[Opening Information given section]
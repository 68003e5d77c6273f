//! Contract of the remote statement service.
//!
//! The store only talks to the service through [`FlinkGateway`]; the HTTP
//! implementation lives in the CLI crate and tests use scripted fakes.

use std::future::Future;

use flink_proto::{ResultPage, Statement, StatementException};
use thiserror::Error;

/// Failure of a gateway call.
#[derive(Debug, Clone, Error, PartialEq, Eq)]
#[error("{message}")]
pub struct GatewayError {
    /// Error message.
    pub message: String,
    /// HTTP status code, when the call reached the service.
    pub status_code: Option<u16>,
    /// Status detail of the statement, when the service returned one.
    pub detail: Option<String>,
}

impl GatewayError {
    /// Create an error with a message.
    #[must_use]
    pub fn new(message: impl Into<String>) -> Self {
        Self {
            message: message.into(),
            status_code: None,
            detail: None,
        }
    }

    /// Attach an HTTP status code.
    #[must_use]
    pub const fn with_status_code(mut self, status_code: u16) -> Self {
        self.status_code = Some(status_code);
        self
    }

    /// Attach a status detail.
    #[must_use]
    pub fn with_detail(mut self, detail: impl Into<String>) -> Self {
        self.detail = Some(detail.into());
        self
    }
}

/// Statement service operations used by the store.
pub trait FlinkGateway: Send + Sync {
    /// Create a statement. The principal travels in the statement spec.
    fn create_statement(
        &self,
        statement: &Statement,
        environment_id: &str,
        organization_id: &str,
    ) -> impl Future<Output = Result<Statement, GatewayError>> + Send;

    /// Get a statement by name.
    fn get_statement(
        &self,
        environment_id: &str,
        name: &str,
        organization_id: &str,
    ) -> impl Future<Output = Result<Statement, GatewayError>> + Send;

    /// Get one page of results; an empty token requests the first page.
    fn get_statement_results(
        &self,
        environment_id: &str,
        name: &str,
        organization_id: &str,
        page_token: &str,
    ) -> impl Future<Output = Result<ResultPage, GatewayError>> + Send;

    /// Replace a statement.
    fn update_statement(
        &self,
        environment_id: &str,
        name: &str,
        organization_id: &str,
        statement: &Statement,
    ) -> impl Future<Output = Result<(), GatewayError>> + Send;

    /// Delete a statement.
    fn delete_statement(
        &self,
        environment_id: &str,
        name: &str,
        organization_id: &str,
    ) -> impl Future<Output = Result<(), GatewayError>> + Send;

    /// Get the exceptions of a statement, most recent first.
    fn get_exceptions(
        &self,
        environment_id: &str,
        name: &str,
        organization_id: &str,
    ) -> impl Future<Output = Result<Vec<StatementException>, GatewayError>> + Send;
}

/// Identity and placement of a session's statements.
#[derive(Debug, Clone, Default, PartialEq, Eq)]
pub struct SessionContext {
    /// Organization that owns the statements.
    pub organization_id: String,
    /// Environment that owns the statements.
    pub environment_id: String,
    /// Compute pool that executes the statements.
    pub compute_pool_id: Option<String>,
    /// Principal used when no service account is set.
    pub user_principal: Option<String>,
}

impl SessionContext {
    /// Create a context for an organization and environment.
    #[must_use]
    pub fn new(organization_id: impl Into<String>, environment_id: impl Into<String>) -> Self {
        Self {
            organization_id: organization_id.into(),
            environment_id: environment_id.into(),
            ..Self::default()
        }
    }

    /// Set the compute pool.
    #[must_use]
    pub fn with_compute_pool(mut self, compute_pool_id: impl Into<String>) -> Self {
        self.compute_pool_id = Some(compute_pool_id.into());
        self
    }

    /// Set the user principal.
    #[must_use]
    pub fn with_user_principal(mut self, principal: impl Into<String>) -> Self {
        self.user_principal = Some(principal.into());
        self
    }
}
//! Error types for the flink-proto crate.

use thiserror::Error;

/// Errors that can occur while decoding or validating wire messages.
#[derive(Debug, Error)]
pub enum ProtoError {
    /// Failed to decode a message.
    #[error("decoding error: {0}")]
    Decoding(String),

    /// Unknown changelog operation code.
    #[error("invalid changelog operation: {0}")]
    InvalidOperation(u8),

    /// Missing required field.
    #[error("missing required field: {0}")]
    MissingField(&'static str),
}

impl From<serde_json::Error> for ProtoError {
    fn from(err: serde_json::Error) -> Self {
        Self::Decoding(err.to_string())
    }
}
[Closing Information given section]
[Opening Information given section]
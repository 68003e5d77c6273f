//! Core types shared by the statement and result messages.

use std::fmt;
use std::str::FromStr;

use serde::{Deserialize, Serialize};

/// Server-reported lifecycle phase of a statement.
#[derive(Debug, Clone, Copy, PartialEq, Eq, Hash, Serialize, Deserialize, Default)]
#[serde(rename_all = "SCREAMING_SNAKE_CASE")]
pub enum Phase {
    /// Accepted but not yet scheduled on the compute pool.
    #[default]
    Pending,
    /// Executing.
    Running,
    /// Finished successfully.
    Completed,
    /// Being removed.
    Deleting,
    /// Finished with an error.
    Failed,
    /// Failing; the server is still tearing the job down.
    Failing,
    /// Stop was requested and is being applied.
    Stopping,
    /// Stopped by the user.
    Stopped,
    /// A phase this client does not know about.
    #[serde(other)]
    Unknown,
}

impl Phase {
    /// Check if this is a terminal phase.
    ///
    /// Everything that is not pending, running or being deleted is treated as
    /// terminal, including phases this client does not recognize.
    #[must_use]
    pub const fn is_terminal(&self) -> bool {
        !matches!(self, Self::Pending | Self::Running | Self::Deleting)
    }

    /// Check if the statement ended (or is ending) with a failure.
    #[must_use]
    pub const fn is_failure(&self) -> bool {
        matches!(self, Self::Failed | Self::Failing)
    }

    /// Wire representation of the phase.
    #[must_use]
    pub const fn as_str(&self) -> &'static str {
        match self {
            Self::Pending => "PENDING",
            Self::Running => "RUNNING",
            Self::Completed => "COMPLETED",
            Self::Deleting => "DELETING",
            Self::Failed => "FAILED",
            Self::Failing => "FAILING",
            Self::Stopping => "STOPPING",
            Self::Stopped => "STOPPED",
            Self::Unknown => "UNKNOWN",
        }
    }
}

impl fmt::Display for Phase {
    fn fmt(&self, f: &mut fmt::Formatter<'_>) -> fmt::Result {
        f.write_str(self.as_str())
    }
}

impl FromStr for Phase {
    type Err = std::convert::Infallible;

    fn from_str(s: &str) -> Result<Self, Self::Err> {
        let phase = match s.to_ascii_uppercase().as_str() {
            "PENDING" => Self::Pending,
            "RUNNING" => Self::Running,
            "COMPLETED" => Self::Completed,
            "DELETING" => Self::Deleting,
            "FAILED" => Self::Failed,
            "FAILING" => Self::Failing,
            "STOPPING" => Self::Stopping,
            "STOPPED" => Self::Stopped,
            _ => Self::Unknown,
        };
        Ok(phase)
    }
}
[Closing Information given section]
**Prompt**:
Copy out every line in the listing where the word "HTTP" appears.

**Response area**:
//! The store only talks to the service through [`FlinkGateway`]; the HTTP
    /// HTTP status code, when the call reached the service.
    /// Attach an HTTP status code.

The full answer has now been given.